How to recover from a love break-up step by step
Cry, cry and cry some more: unburden yourself, shout, let the pain out, talk to others about it until you have no more tears left in you. A break-up is a grieving process and you have to go through several phases. Crying will help you move on to the next stage.
Write: This can help you to see things more objectively, to structure and to remember things, both good and bad.
Stay busy: Thinking about what happened is not forbidden, but don’t let yourself get obsessed. Do something, go out with friends, work, play sports, try to keep your mind busy.
Think positively. Yes, being like this is a real pain and it all hurts but try to stay positive. Everything that happens to us is a learning experience and, over time, you may even realize that ending the relationship was the best thing for you. Don’t worry, you’ll fall in love again. Everything in life will go away and things will get better.
Be rational. There were good things, of course, but if the relationship ended, it was because the negative side weighed more heavily than the positive. Don’t forget what was wrong, that’s why the relationship ended.
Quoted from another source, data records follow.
// ============================================================================
// Text Decimal Library
// Exact signed decimal addition over text, without binary floating point
// ============================================================================

//! # Text Decimal
//!
//! Exact arithmetic over decimal numbers kept as text.
//!
//! ## Features
//!
//! - **Strict grammar** `[+-]?[0-9]+(\.[0-9]+)?`, checked once at the edge
//! - **Exact signed addition** of unbounded-length decimals, digit by digit
//! - **Normalized results**: no trailing fraction zeros, no `"-0"`
//! - **Lossy `f64` conversion** when an approximation is acceptable
//! - **Line reader** turning text sources into certified decimals
//! - **Parallel exact summation** over scoped threads
//!
//! ## Example
//!
//! ```rust
//! use text_decimal::prelude::*;
//!
//! assert!(is_valid("-3.5"));
//! assert!(!is_valid("1."));
//!
//! assert_eq!(add("10", "-3.5"), "6.5");
//! assert_eq!(add("999", "1"), "1000");
//! assert_eq!(add("5", "-5"), "0");
//!
//! let a: DecimalString = "0.1".parse().unwrap();
//! let b: DecimalString = "0.2".parse().unwrap();
//! assert_eq!((&a + &b).as_str(), "0.3");
//! assert!((to_approximate("0.3") - 0.3).abs() < 1e-12);
//! ```

pub mod domain;
pub mod engine;
pub mod interfaces;
#[cfg(feature = "logging")]
pub mod logging;
pub mod numeric;
pub mod utils;

// Re-exports for convenience
pub mod prelude {
    pub use crate::domain::{InvalidLinePolicy, ReaderConfig};
    pub use crate::engine::{
        par_sum, sum, Accumulator, DecimalReader, ParsedLine, ReadError, ReadReport, RejectedLine,
    };
    pub use crate::interfaces::{
        EventHandler, LineSource, LoggingEventHandler, NoOpEventHandler, ReaderEvent, SourceError,
    };
    pub use crate::numeric::{
        add, is_valid, to_approximate, validate, DecimalString, NumericError, NumericResult,
    };
    pub use crate::utils::{FileLineSource, InMemoryLineSource};
}
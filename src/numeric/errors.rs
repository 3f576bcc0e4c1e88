// ============================================================================
// Numeric Errors
// Error types for decimal validation and conversion
// ============================================================================

use std::fmt;

/// Errors that can occur while certifying or converting decimal text.
#[derive(Debug, Clone, Copy, PartialEq, Eq, Hash)]
pub enum NumericError {
    /// Input was the empty string
    Empty,
    /// A character outside the grammar, or a grammar character out of place
    UnexpectedCharacter {
        /// Byte offset of the offending character
        position: usize,
        /// The offending character
        found: char,
    },
    /// No digit before the decimal point (e.g. `".5"`, `"-"`)
    MissingIntegerDigits,
    /// A decimal point with no digit after it (e.g. `"1."`)
    MissingFractionDigits,
    /// Value exceeds the range of the conversion target
    Overflow,
    /// Conversion would lose significant digits
    PrecisionLoss,
}

impl fmt::Display for NumericError {
    fn fmt(&self, f: &mut fmt::Formatter<'_>) -> fmt::Result {
        match self {
            NumericError::Empty => write!(f, "invalid decimal: empty input"),
            NumericError::UnexpectedCharacter { position, found } => {
                write!(
                    f,
                    "invalid decimal: unexpected character {:?} at byte {}",
                    found, position
                )
            },
            NumericError::MissingIntegerDigits => {
                write!(f, "invalid decimal: integer part requires at least one digit")
            },
            NumericError::MissingFractionDigits => write!(
                f,
                "invalid decimal: decimal point must be followed by at least one digit"
            ),
            NumericError::Overflow => {
                write!(f, "arithmetic overflow: value exceeds the target range")
            },
            NumericError::PrecisionLoss => write!(
                f,
                "precision loss: conversion would lose significant digits"
            ),
        }
    }
}

impl std::error::Error for NumericError {}

/// Result type alias for numeric operations
pub type NumericResult<T> = Result<T, NumericError>;

#[cfg(test)]
mod tests {
    use super::*;

    #[test]
    fn test_error_display() {
        assert_eq!(
            NumericError::UnexpectedCharacter {
                position: 2,
                found: 'x'
            }
            .to_string(),
            "invalid decimal: unexpected character 'x' at byte 2"
        );
        assert_eq!(
            NumericError::Empty.to_string(),
            "invalid decimal: empty input"
        );
    }

    #[test]
    fn test_error_equality() {
        assert_eq!(NumericError::Overflow, NumericError::Overflow);
        assert_ne!(
            NumericError::MissingIntegerDigits,
            NumericError::MissingFractionDigits
        );
    }
}
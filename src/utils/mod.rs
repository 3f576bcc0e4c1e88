// ============================================================================
// Utilities Module
// Line source implementations for feeding the decimal reader
// ============================================================================

mod file_lines;

pub use file_lines::{load_lines, FileLineSource, InMemoryLineSource};

#[cfg(feature = "async")]
pub use file_lines::load_lines_async;
// ============================================================================
// Numeric Module
// Exact decimal arithmetic over text
// ============================================================================
//
// This module provides:
// - is_valid / validate: the decimal grammar `[+-]?[0-9]+(\.[0-9]+)?`
// - add: exact signed addition of two certified decimal strings
// - to_approximate: lossy conversion to f64
// - DecimalString: typed certified decimal text
// - NumericError: error types for validation and conversion
//
// Design principles:
// - No fixed-width integers or floats in exact arithmetic
// - Digit-by-digit schoolbook algorithms, unbounded operand length
// - Pure functions: no state, no I/O, inputs borrowed and never mutated
// - Validation happens once, at the edge; the engine trusts its input

mod approximate;
mod arithmetic;
mod decimal_string;
mod digits;
mod errors;
mod grammar;

pub use approximate::to_approximate;
pub use arithmetic::add;
pub use decimal_string::DecimalString;
pub use errors::{NumericError, NumericResult};
pub use grammar::{is_valid, validate};
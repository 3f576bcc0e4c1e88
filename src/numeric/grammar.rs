// ============================================================================
// Decimal Grammar
// Validation of `[+-]?[0-9]+(\.[0-9]+)?` tokens
// ============================================================================

use super::errors::{NumericError, NumericResult};

/// Returns `true` if `token` is a decimal accepted by the arithmetic engine.
///
/// Accepted: an optional leading `+` or `-`, one or more digits, then
/// optionally a `.` followed by one or more digits. Whitespace is never
/// trimmed. Never panics.
///
/// # Example
/// ```
/// use text_decimal::numeric::is_valid;
///
/// assert!(is_valid("-12.50"));
/// assert!(!is_valid("1."));
/// assert!(!is_valid(" 1"));
/// ```
#[inline]
pub fn is_valid(token: &str) -> bool {
    validate(token).is_ok()
}

/// Validate `token` against the decimal grammar, reporting the first problem.
///
/// # Errors
/// - `Empty` for the empty string
/// - `MissingIntegerDigits` when no digit precedes the point (`"+"`, `".5"`)
/// - `MissingFractionDigits` for a trailing bare point (`"1."`)
/// - `UnexpectedCharacter` for anything else out of place
pub fn validate(token: &str) -> NumericResult<()> {
    let bytes = token.as_bytes();
    if bytes.is_empty() {
        return Err(NumericError::Empty);
    }

    let mut pos = match bytes[0] {
        b'+' | b'-' => 1,
        _ => 0,
    };

    let int_start = pos;
    pos += count_digits(&bytes[pos..]);
    if pos == int_start {
        return match bytes.get(pos) {
            None | Some(b'.') => Err(NumericError::MissingIntegerDigits),
            Some(_) => Err(unexpected(token, pos)),
        };
    }

    match bytes.get(pos) {
        None => return Ok(()),
        Some(b'.') => pos += 1,
        Some(_) => return Err(unexpected(token, pos)),
    }

    let frac_start = pos;
    pos += count_digits(&bytes[pos..]);
    if pos == frac_start && pos == bytes.len() {
        return Err(NumericError::MissingFractionDigits);
    }
    if pos != bytes.len() {
        return Err(unexpected(token, pos));
    }

    Ok(())
}

#[inline]
fn count_digits(bytes: &[u8]) -> usize {
    bytes.iter().take_while(|b| b.is_ascii_digit()).count()
}

/// Everything before `pos` is ASCII, so `pos` is a char boundary.
fn unexpected(token: &str, pos: usize) -> NumericError {
    let found = token[pos..].chars().next().unwrap_or('\u{FFFD}');
    NumericError::UnexpectedCharacter {
        position: pos,
        found,
    }
}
Don’t punish yourself and don’t blame yourself. This does no good except to make you feel worse. Remove the “what ifs” from your vocabulary. You can’t go back, what happened happened happened, and no matter how much you punish yourself for it, things won’t change. You did this because at the time you thought it was the right thing to do, so move forward and live on.
Think of yourself: now is the time to be selfish. Forget about the other person and don’t wonder if they’re okay or not. Now it’s time to think of yourself.
In times of crisis, don’t make important decisions. You are confused and not thinking clearly. There have already been enough changes in your life to make unnecessary ones. In these times, you are in the clouds and it is better not to make important decisions because this is not the time. Later, when you’re a little better, it’s time to make decisions.
Accept the help of others: your friends and family are with you, ask them for help, let them take care of you, don’t give up on them. If, over time, you don’t get better, see a psychologist, do yoga and meditation. If you realize that you can’t do it alone, don’t be ashamed and don’t be proud, ask for help.
Allow yourself a time to mourn: unfortunately, this process takes time. This is why, for days, weeks or months, you will feel bad. Take things calmly, because you will need time to digest things. Don’t get impatient.
Continue to take on your responsibilities and obligations but don’t expect too much of yourself either. Life goes on and you can’t just leave everything behind. But don’t exhaust yourself; have compassion and be understanding with yourself.
Take good care of yourself and love yourself. Take care of yourself, go to the hairdresser, buy yourself nice things, get a massage. Spoil yourself and love yourself, you are what matters most.
Start a new chapter: life goes on, this is not the end. In the book of your life, this relationship is just another chapter. In time, it will not hurt you any more and will be just another memory.